Just 75 years ago this spring, WW2 came to a close. The Faces of Margraten project, spearheaded by the nonprofit Fields of Honor Database in the Netherlands, is attempting to locate 7500 photos of U.S. service personnel who sacrificed their lives to end the conflict. Between May 2-6, 2020, at the American War Cemetery and Memorial in Margraten, the photos will be displayed at the gravesite or the Memorial Wall for those who were missing in action.
As of today, the organization is only 180 photos short of their goal. Do you know of a family or community member who was interred in Margraten? If so, you can send a photo of the deceased to firstname.lastname@example.org.
I became involved last summer when I received an email from the organization inquiring about a distant relative found in my Ancestry.com tree. I didn’t have a photo but after checking out the organization, decided I needed to help. All it took was an email to the hometown library and a request to check a local newspaper for a photo in the obituary. The following day, I received the photo which I forwarded to the Fields of Honor Database. I then tried to find photos for the Indiana soldiers. I was able to find 21. I don’t live anywhere near Indiana but I remember my high school had a memorial to the alumni who were killed in combat. That memory made me want to help find the Indiana folks. One of those 21 photos happened to be an alumni of my alma mater.
Want to help but not sure how? First, go to the Fields of Honor Database then click on an alphabet letter. For example, I clicked on “A” and then the first entry, AARON, John D. If you see the following:
then a photo is needed. To find a photo I use the same genealogy skills I would to find information about any ancestor I’m researching. Here’s the steps I would take:
1. Review what is known – From the memorial page I see that John D. Aaron was born in Chismville, Logan, Arkansas and he enlisted in Kansas in 1943. He was killed 27 Nov 1944 near Barmen, Germany.
2. Look in the obvious places first (in alpha order) – Ancestry, BillionGraves, FamilySearch, Find-a-Grave, Fold3, MyHeritage, etc. to get more info. I like to start with the 1940 US Federal census because I can get an age and education level for the soldier and discover where he/she lived (1935) prior to enlistment. Why? So I can look at year book photos.
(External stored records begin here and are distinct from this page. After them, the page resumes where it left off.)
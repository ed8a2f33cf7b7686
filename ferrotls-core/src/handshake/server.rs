//! Server handshake driver.
//!
//! Negotiates version and suite from the ClientHello, then runs either
//! the TLS 1.3 flow (full, HelloRetryRequest, PSK resumption, ticket
//! issuance) or the pre-1.3 flow (RSA, DHE, ECDHE key exchange,
//! session-ID resumption).

use std::sync::Arc;
use std::time::Instant;

use subtle::ConstantTimeEq;
use zeroize::Zeroizing;

use crate::cipher::{select_cipher_suite, CipherSuite, KeyExchangeKind};
use crate::config::ServerConfig;
use crate::error::{Error, Result};
use crate::extensions::{self, Extensions, KeyShareEntry};
use crate::handshake::HandshakeAction;
use crate::key_schedule::KeySchedule;
use crate::messages::{
    certificate_verify, encode_handshake, Certificate12, Certificate13, CertificateVerify,
    ClientHello, EncryptedExtensions, Finished, KeyUpdate, NewSessionTicket, RawHandshake,
    ServerHello,
};
use crate::messages::server_hello::{DOWNGRADE_TLS12_SENTINEL, HELLO_RETRY_REQUEST_RANDOM};
use crate::protocol::{ExtensionType, HandshakeType, ProtocolVersion};
use crate::record_protection::{derive_legacy_states, CipherState};
use crate::state::{ConnectionState, ServerState};
use crate::ticket::StoredTicket;
use crate::tls12::key_exchange::{
    unwrap_rsa_premaster, ephemeral_group, EphemeralExchange, FFDHE_GENERATOR,
};
use crate::tls12::messages::{
    ClientKeyExchange, ServerHelloDone, ServerKeyExchange, ServerKeyExchangeParams,
};
use crate::tls12::prf;
use crate::tls12::session::Session;
use crate::transcript::{compute_verify_data, TranscriptHash};
use ferrotls_crypto::{KeyExchangeAlgorithm, FFDHE2048_PRIME};

/// Server-side handshake state.
pub struct ServerHandshake {
    config: Arc<ServerConfig>,
    state: ConnectionState,
    transcript: TranscriptHash,
    key_schedule: Option<KeySchedule>,
    client_random: [u8; 32],
    server_random: [u8; 32],
    client_legacy_version: ProtocolVersion,
    retry_suite: Option<CipherSuite>,
    retry_group: Option<KeyExchangeAlgorithm>,
    exchange: Option<EphemeralExchange>,
    using_psk: bool,
    discarding_early_data: bool,
    extended_master: bool,
    negotiated_alpn: Option<Vec<u8>>,
    master_secret: Option<Zeroizing<Vec<u8>>>,
    ticket_nonce: u64,
}

impl std::fmt::Debug for ServerHandshake {
    fn fmt(&self, f: &mut std::fmt::Formatter<'_>) -> std::fmt::Result {
        f.debug_struct("ServerHandshake")
            .field("state", &self.state.server_state())
            .field("version", &self.state.version)
            .field("cipher_suite", &self.state.cipher_suite)
            .finish()
    }
}
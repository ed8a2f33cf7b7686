//! Connection state machines.
//!
//! Every handshake driver owns one of these enums and refuses any
//! message that does not match the current state. Transitions are
//! centralized here so the legal orderings are auditable in one place.

use crate::cipher::CipherSuite;
use crate::error::{Error, Result};
use crate::protocol::ProtocolVersion;

/// Connection role.
#[derive(Debug, Clone, Copy, PartialEq, Eq)]
pub enum Role {
    /// Client
    Client,
    /// Server
    Server,
}

/// Client handshake states, covering both the 1.3 and pre-1.3 flows.
#[derive(Debug, Clone, Copy, PartialEq, Eq)]
pub enum ClientState {
    /// Nothing sent yet
    Start,
    /// ClientHello sent, expecting ServerHello (or HelloRetryRequest)
    WaitServerHello,
    /// 1.3: expecting EncryptedExtensions
    WaitEncryptedExtensions,
    /// 1.3: expecting Certificate (or CertificateRequest)
    WaitCertificate,
    /// 1.3: expecting CertificateVerify
    WaitCertificateVerify,
    /// 1.2: expecting Certificate
    WaitCertificate12,
    /// 1.2: expecting ServerKeyExchange or ServerHelloDone
    WaitServerKeyExchange,
    /// 1.2: expecting ServerHelloDone
    WaitServerHelloDone,
    /// 1.2: expecting the server ChangeCipherSpec
    WaitChangeCipherSpec,
    /// Expecting the peer Finished
    WaitFinished,
    /// Handshake complete
    Connected,
    /// Fatal error occurred
    Failed,
}

/// Server handshake states.
#[derive(Debug, Clone, Copy, PartialEq, Eq)]
pub enum ServerState {
    /// Expecting the first ClientHello
    Start,
    /// HelloRetryRequest sent, expecting the second ClientHello
    WaitRetryClientHello,
    /// 1.2: expecting ClientKeyExchange
    WaitClientKeyExchange,
    /// Expecting the client ChangeCipherSpec (1.2)
    WaitChangeCipherSpec,
    /// Expecting the client Finished
    WaitFinished,
    /// Handshake complete
    Connected,
    /// Fatal error occurred
    Failed,
}

impl ClientState {
    /// Legal next states.
    fn successors(self) -> &'static [ClientState] {
        use ClientState::*;
        match self {
            Start => &[WaitServerHello],
            // ServerHello forks: 1.3 full, 1.3 PSK (straight to
            // EncryptedExtensions), 1.2 full, 1.2 abbreviated, or a
            // retry that stays put
            WaitServerHello => &[
                WaitServerHello,
                WaitEncryptedExtensions,
                WaitCertificate12,
                WaitChangeCipherSpec,
                Failed,
            ],
            WaitEncryptedExtensions => &[WaitCertificate, WaitFinished, Failed],
            WaitCertificate => &[WaitCertificateVerify, Failed],
            WaitCertificateVerify => &[WaitFinished, Failed],
            WaitCertificate12 => &[WaitServerKeyExchange, WaitServerHelloDone, Failed],
            WaitServerKeyExchange => &[WaitServerHelloDone, Failed],
            WaitServerHelloDone => &[WaitChangeCipherSpec, Failed],
            WaitChangeCipherSpec => &[WaitFinished, Failed],
            WaitFinished => &[Connected, WaitChangeCipherSpec, Failed],
            Connected => &[Connected, Failed],
            Failed => &[Failed],
        }
    }
}

impl ServerState {
    fn successors(self) -> &'static [ServerState] {
        use ServerState::*;
        match self {
            Start => &[
                WaitRetryClientHello,
                WaitClientKeyExchange,
                WaitChangeCipherSpec,
                WaitFinished,
                Failed,
            ],
            WaitRetryClientHello => &[WaitFinished, Failed],
            WaitClientKeyExchange => &[WaitChangeCipherSpec, Failed],
            WaitChangeCipherSpec => &[WaitFinished, Failed],
            WaitFinished => &[Connected, Failed],
            Connected => &[Connected, Failed],
            Failed => &[Failed],
        }
    }
}

/// Shared connection-level state.
#[derive(Debug)]
pub struct ConnectionState {
    /// Connection role
    pub role: Role,
    /// Negotiated protocol version
    pub version: Option<ProtocolVersion>,
    /// Negotiated cipher suite
    pub cipher_suite: Option<CipherSuite>,
    /// Session ID in play (1.2)
    pub session_id: Vec<u8>,
    /// Whether an abbreviated handshake resumed an earlier session
    pub is_reusing_session: bool,
    client_state: Option<ClientState>,
    server_state: Option<ServerState>,
}

impl ConnectionState {
    /// Create client-side state.
    pub fn new_client() -> Self {
        Self {
            role: Role::Client,
            version: None,
            cipher_suite: None,
            session_id: Vec::new(),
            is_reusing_session: false,
            client_state: Some(ClientState::Start),
            server_state: None,
        }
    }

    /// Create server-side state.
    pub fn new_server() -> Self {
        Self {
            role: Role::Server,
            version: None,
            cipher_suite: None,
            session_id: Vec::new(),
            is_reusing_session: false,
            client_state: None,
            server_state: Some(ServerState::Start),
        }
    }

    /// Current client state (client role only).
    pub fn client_state(&self) -> ClientState {
        self.client_state.unwrap_or(ClientState::Failed)
    }

    /// Current server state (server role only).
    pub fn server_state(&self) -> ServerState {
        self.server_state.unwrap_or(ServerState::Failed)
    }

    /// Move the client state machine, rejecting illegal transitions.
    pub fn transition_client(&mut self, next: ClientState) -> Result<()> {
        let current = self.client_state();
        if !current.successors().contains(&next) {
            return Err(Error::InternalError(format!(
                "Illegal client transition {:?} -> {:?}",
                current, next
            )));
        }
        log::trace!("client state {:?} -> {:?}", current, next);
        self.client_state = Some(next);
        Ok(())
    }

    /// Move the server state machine, rejecting illegal transitions.
    pub fn transition_server(&mut self, next: ServerState) -> Result<()> {
        let current = self.server_state();
        if !current.successors().contains(&next) {
            return Err(Error::InternalError(format!(
                "Illegal server transition {:?} -> {:?}",
                current, next
            )));
        }
        log::trace!("server state {:?} -> {:?}", current, next);
        self.server_state = Some(next);
        Ok(())
    }

    /// Mark the connection failed; always legal.
    pub fn fail(&mut self) {
        match self.role {
            Role::Client => self.client_state = Some(ClientState::Failed),
            Role::Server => self.server_state = Some(ServerState::Failed),
        }
    }

    /// Whether the handshake completed.
    pub fn is_connected(&self) -> bool {
        match self.role {
            Role::Client => self.client_state == Some(ClientState::Connected),
            Role::Server => self.server_state == Some(ServerState::Connected),
        }
    }

    /// Whether a fatal error occurred.
    pub fn is_failed(&self) -> bool {
        match self.role {
            Role::Client => self.client_state == Some(ClientState::Failed),
            Role::Server => self.server_state == Some(ServerState::Failed),
        }
    }
}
This is what I find for John D. Aaron using Ancestry:
I’m going to check out the third entry because it’s a close match name, age, and places – born in Arkansas but living in Oklahoma. That record is a little disappointing:
because John only went to grade 6, meaning no picture in a high school year book.
If a year book photo is not available, I check out the online family trees for the individual. On Ancestry, he’s found in 23 family trees. If you find a photo, contact the poster for permission to use and then send to the project. If there is no photo but you find a tree naming the individual, contact the owner to ask if they have a photo and explain why you’d like one. But don’t stop there, we all know it can be YEARS before someone will respond to your query.
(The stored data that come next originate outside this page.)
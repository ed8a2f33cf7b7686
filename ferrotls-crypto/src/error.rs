//! Error types for the cryptographic provider.

use std::fmt;

/// Result type for cryptographic operations.
pub type Result<T> = std::result::Result<T, Error>;

/// Errors that can occur during cryptographic operations.
#[derive(Debug, Clone, PartialEq, Eq)]
pub enum Error {
    /// The requested algorithm is not supported by this provider.
    UnsupportedAlgorithm(String),

    /// Invalid key size for the algorithm.
    InvalidKeySize {
        /// Expected key size in bytes
        expected: usize,
        /// Actual key size in bytes
        actual: usize,
    },

    /// Invalid nonce/IV size for the algorithm.
    InvalidNonceSize {
        /// Expected nonce size in bytes
        expected: usize,
        /// Actual nonce size in bytes
        actual: usize,
    },

    /// Input is not a whole number of cipher blocks.
    InvalidBlockLength,

    /// Authentication tag verification failed (AEAD).
    AuthenticationFailed,

    /// Signature verification failed.
    SignatureVerificationFailed,

    /// Invalid public key.
    InvalidPublicKey,

    /// Invalid private key.
    InvalidPrivateKey,

    /// Key exchange failed.
    KeyExchangeFailed,

    /// Encryption failed.
    EncryptionFailed,

    /// Decryption failed.
    DecryptionFailed,

    /// Random number generation failed.
    RandomGenerationFailed,

    /// Internal error (should not happen in correct usage).
    Internal(String),
}

impl fmt::Display for Error {
    fn fmt(&self, f: &mut fmt::Formatter<'_>) -> fmt::Result {
        match self {
            Error::UnsupportedAlgorithm(s) => write!(f, "Algorithm not supported: {}", s),
            Error::InvalidKeySize { expected, actual } => {
                write!(
                    f,
                    "Invalid key size: expected {} bytes, got {}",
                    expected, actual
                )
            },
            Error::InvalidNonceSize { expected, actual } => {
                write!(
                    f,
                    "Invalid nonce size: expected {} bytes, got {}",
                    expected, actual
                )
            },
            Error::InvalidBlockLength => write!(f, "Input is not block-aligned"),
            Error::AuthenticationFailed => write!(f, "AEAD authentication failed"),
            Error::SignatureVerificationFailed => write!(f, "Signature verification failed"),
            Error::InvalidPublicKey => write!(f, "Invalid public key"),
            Error::InvalidPrivateKey => write!(f, "Invalid private key"),
            Error::KeyExchangeFailed => write!(f, "Key exchange failed"),
            Error::EncryptionFailed => write!(f, "Encryption failed"),
            Error::DecryptionFailed => write!(f, "Decryption failed"),
            Error::RandomGenerationFailed => write!(f, "Random generation failed"),
            Error::Internal(s) => write!(f, "Internal error: {}", s),
        }
    }
}

impl std::error::Error for Error {}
Interestingly, the first tree I went to on Ancestry has an obit. When I go to Gallery to get the citation, I find a note from the family member who provides his email address with a note that he is looking for a photo to be included in the Faces of Margraten project. Small world! Since I know someone is actively searching for this photo, I’d go back to step 1 and pick another individual to research.
3. Ramp up your search by contacting a local library, genealogy organization, hometown newspaper or high school. Briefly email the organization what you know and why your searching for a photo. Sometimes newspapers put the photos in a special section, other times with the obituaries. Besides newspapers and year books, photos have been located in library clipping files and family donated materials. The local staff can help direct you to another archive if necessary. I’ve even had small town libraries tell me that they know of family members who still reside in the area and they’ve reached out to them for a photo. Isn’t that heartwarming?!
My biggest learning experience with this project was that the American Gold Star Mothers organization, founded in 1928, does not have an archive containing soldier information. That’s a shame since many of the U.S. government records were destroyed in the 1973 fire in St. Louis. Makes me appreciate the Netherlands organization even more for memorializing the fallen.